Consider the context: Adam and Eve, the Bible tells us, were placed in the Garden of Delights and were told that they could eat of any of the fruits of every tree but one. Every tree was good, every tree was pleasant, every fruit was satisfying.
Not one tree was God, the maker of the trees. For reasons perhaps inscrutable, God tested the man and the woman, giving them the opportunity to express their faithfulness to Him by necessitating a limitation. In other words, by demanding a choice from our first parents, God presented them with an opportunity to demonstrate their love for Him in the highest way of all: by choosing Him over His gifts.
They chose the gift. So, usually, do we.
In choosing the gift, we close our souls to the giver. By closing our souls to the giver, we close ourselves to the abundance of the gifts. Receiving fewer of the gifts, we regard them with ever more anxiety and care. Our minds and our hearts, worried and anxious about many things, become angry and turn from the One who would give us everything if only we would receive from Him the One Thing Needful.
What ought God to do? He is good, and that will never change. It is His nature to give. He is an ever-flowing fountain of good. So He gives.
Like our first parents, we take everything He gives and seek it and honor it more than we seek and honor Him.
Some people realize what they are doing, and they repent. They turn in sorrow of heart and humble themselves before God and seek to place Him first in their hearts. All heaven rejoices when this happens. They offer up the fatted calf and place it before the repentant one. But he is so upset about his sinful and disordered soul that, quite naturally, he is afraid of the gifts.
When the fatted calf is served up, he closes his heart to it. When Christ comes to him with all the treasures of wisdom and knowledge, he is to afraid to receive them for fear that they will make him stumble. Christ in His kindness patiently sits with such a person.
He explains, though He is rarely heard by the anxious soul, that the Kingdom of God is a Kingdom of Total Blessing. He explains that the Kingdom of God seeks to bring everything into its dominion because God alone is Good and blesses all things: the animals and plants that await the revealing of the sons of God with heavy groanings, the rocks (granite and limestone, gold and salt) that sing His glory, the men and women whose hearts are so afraid of another disappointment that they cannot believe that the one who is All Good really intends, plans, and accomplishes the complete satisfaction and joy of anybody who receives Him.

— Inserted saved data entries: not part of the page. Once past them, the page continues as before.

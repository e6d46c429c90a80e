//! Core types for meshbridge.
//!
//! Protocol-level building blocks shared by the device engine and the CLI:
//! the cluster catalog, dialect detection, the datapoint codec, values,
//! events and their bus, configuration, logging and the time responder.

pub mod catalog;
pub mod config;
pub mod datapoint;
pub mod dialect;
pub mod error;
pub mod event;
pub mod eventbus;
pub mod logging;
pub mod time;
pub mod value;

pub use catalog::{ClusterCatalog, ClusterRef, Direction};
pub use config::{ConfigError, EngineConfig, TemperatureScaling};
pub use datapoint::{
    Datapoint, DatapointFrame, DatapointType, DatapointValue, DecodeError, Decoded,
    EncodingError, UnrecognizedDatapoint,
};
pub use dialect::{
    detect, Detection, DialectSet, EndpointDescriptor, EndpointTopology, TopologySnapshot,
};
pub use error::{Error, Result};
pub use event::{EnrollmentStatus, EventMetadata, MeshEvent, SignalSource};
pub use eventbus::{
    EventBus, EventBusReceiver, EventSink, FilterBuilder, FilteredReceiver, MemorySink, NullSink,
    SharedEventBus, DEFAULT_CHANNEL_CAPACITY,
};
pub use time::{TimeResponder, TimeSnapshot};
pub use value::AttributeValue;

/// Re-exports commonly used types.
pub mod prelude {
    pub use crate::catalog::{id as cluster, ClusterCatalog, ClusterRef, Direction};
    pub use crate::config::{env_vars, EngineConfig, TemperatureScaling};
    pub use crate::datapoint::{Datapoint, DatapointType, DatapointValue, Decoded};
    pub use crate::dialect::{detect, Detection, DialectSet, TopologySnapshot};
    pub use crate::error::{Error, Result};
    pub use crate::event::{EnrollmentStatus, MeshEvent, SignalSource};
    pub use crate::eventbus::{EventBus, EventSink, SharedEventBus};
    pub use crate::value::AttributeValue;
}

He explains that He is working in those who love Him an eternal weight of glory.
But the frightened newly faithful child turns away from the promises of goodness perfectly achieved because the risk is to great. He is too frightened to be thankful. He soul is too clouded to exult.
So he expresses a new doctrine – one rooted not in faith but in fear. His core teaching is a corruption of I Corinthias 7: “Come out from among and be ye separate.” Instead of confidently receiving every good gift from God and putting it in its rightful place, enjoying it when and as he ought, he not only closes his heart to the goodness of God, but he instructs others not to enjoy the divine goodness as well.
It works for him. He was drawn through the gifts he now regrets to the giver of gifts. His children, not so much. They come to think that his God is a miser. God expresses His goodness in His gifts. Prevented from receiving these gifts (apart from a few regarded as more sacred, but more or less incomprehensible to the child), the child is prevented from seeing the goodness of God embodied in those gifts.
God knows that his children are inclined to put His gifts above Him, but He does not live in the fear that we tend to be controlled by. He is good. He gives. Endlessly. Infinitely. Eternally.
His children are given the task of ordering His gifts so that He can give even more. His children are given the stewardship of His goodness so that the whole creation enjoys the Dominion of Blessing for which He made them.
Some of them are much too spiritual (i.e. afraid to be happy) to be a blessing to the creation.
Their children go the other way. They don’t know how to relate to the creation either, so they eagerly embrace it and turn God into an abstraction that they can use to justify their indulgence in the gifts.
What should God do? Should He honor the desire of the fearful and stop giving? Then He would not be God anymore.
Instead He gives and gives and gives again. He even gives a solution. He gives His Son (whom his children also turn into an abstract symbol so as to avoid the duties of blessing). With His Son He gives an instruction – but it is the same instruction He had given with all His gifts:
All we have to do is teach our souls to say “Thank You.” Then all will be healed and made one In Christ.